My daughter has been in a great school district since kindergarten through her 8th grade year. This school district is ranked at the top in our state. Needless to say we have been very pleased with the quality of education she has received. It has, however, been growing rapidly. In fact, if I’m not mistaken it is the fastest growing school district in our state. Because she has always been a kid that tends to feel more comfortable in a smaller environment we decided to explore options for her for this upcoming school year. We toured some different schools and found one that seemed like a good fit. The school Administrator asked her, “Do you like to be a big fish in a small pond or do you like to be a small fish in a big pond?”

Small schools offer certain advantages, as do big schools. The bottom line, each individual must weigh out all these things and make the decision based on what is best for them.

This whole process reminds me of a question I often ask a candidate that I've met for the first time. That is, "Do you prefer a smaller company environment or a larger company environment? Or do you even have a preference?"  To be best positioned to assist someone on their search, understanding their interest only helps us better help them.

It is strictly a personal preference but there are, no doubt, things to be considered.

In a small environment you can often have more opportunities.
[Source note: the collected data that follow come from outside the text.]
//! Bollinger bands around the 20-bar baseline.
//!
//! band = rolling_mean(close) + direction * k * population_std(close)
//!
//! with direction +1 / 0 / -1 for upper / middle / lower. Each band is its
//! own `Indicator` instance; the middle band equals `Sma` of the same period
//! bit for bit, since both use `rolling_mean`.

use super::sma::rolling_mean;
use super::Indicator;
use crate::domain::PriceBar;
use crate::quant::stats::population_std;

#[derive(Debug, Clone, Copy, PartialEq, Eq)]
pub enum BollingerBand {
    Upper,
    Middle,
    Lower,
}

impl BollingerBand {
    fn direction(self) -> f64 {
        match self {
            Self::Upper => 1.0,
            Self::Middle => 0.0,
            Self::Lower => -1.0,
        }
    }

    fn label(self) -> &'static str {
        match self {
            Self::Upper => "upper",
            Self::Middle => "middle",
            Self::Lower => "lower",
        }
    }
}

#[derive(Debug, Clone)]
pub struct Bollinger {
    period: usize,
    width: f64,
    band: BollingerBand,
    name: String,
}

impl Bollinger {
    pub fn new(period: usize, width: f64, band: BollingerBand) -> Self {
        assert!(period >= 1, "Bollinger period must be >= 1");
        Self {
            period,
            width,
            band,
            name: format!("bb_{}_{period}_{width}", band.label()),
        }
    }

    pub fn upper(period: usize, width: f64) -> Self {
        Self::new(period, width, BollingerBand::Upper)
    }

    pub fn middle(period: usize, width: f64) -> Self {
        Self::new(period, width, BollingerBand::Middle)
    }

    pub fn lower(period: usize, width: f64) -> Self {
        Self::new(period, width, BollingerBand::Lower)
    }
}

impl Indicator for Bollinger {
    fn name(&self) -> &str {
        &self.name
    }

    fn lookback(&self) -> usize {
        self.period.saturating_sub(1)
    }

    fn compute(&self, bars: &[PriceBar]) -> Vec<f64> {
        let closes: Vec<f64> = bars.iter().map(|b| b.close).collect();
        let mut bands = rolling_mean(&closes, self.period);
        let direction = self.band.direction();
        if direction == 0.0 {
            return bands;
        }

        for (i, value) in bands.iter_mut().enumerate().skip(self.period - 1) {
            let window = &closes[(i + 1 - self.period)..=i];
            if let Some(sd) = population_std(window) {
                *value += direction * self.width * sd;
            }
        }
        bands
    }
}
More opportunities to take on responsibilities that perhaps in a larger organization you would not. In a smaller environment you are often challenged to push yourself outside your comfort zone. Not exclusive to a small environment, but often more frequent. In smaller environments often you can move more nimbly. More opportunity to put your thumbprint on something.

In a larger organization, on the other hand, sometimes you have access to more resources. You can have opportunities for more advancement simply because there are more positions in the organization and often more layers. You can have opportunities to steer your career in different paths that may not be available in a smaller company.

I could certainly take both of these lists much further. And many people certainly will have their own thoughts on how those lists should look. The thing to think about from all this is that this is simply another piece to the search equation that should be addressed. 

Scot Dickerson, CPC

Capstone Search

Wednesday, August 21, 2013

Should a Recruiter “Sell” an Opportunity to a Candidate

Should a recruiter “sell” an opportunity to a candidate? The other day a candidate criticized me for not “selling” an opportunity to them. I've never favored “selling” a candidate. I've always believed that a recruiter’s job is to provide accurate information and be a resource for discussion. But a recruiter should not “sell” a candidate on a job. In this situation I had contacted the individual whom I've known for a number of years. This person had told me at various times over the years that they wanted to stay in a certain region of the country. When I called with the opportunity they again said that while it sounded like an excellent opportunity and something they would otherwise be interested in, they wanted to stay in the region where they were at and their family would not be interested in moving to that area. I followed up a few weeks later only to find out that they had interviewed for the position. I contacted the candidate and they told me that I had not done a good job selling them.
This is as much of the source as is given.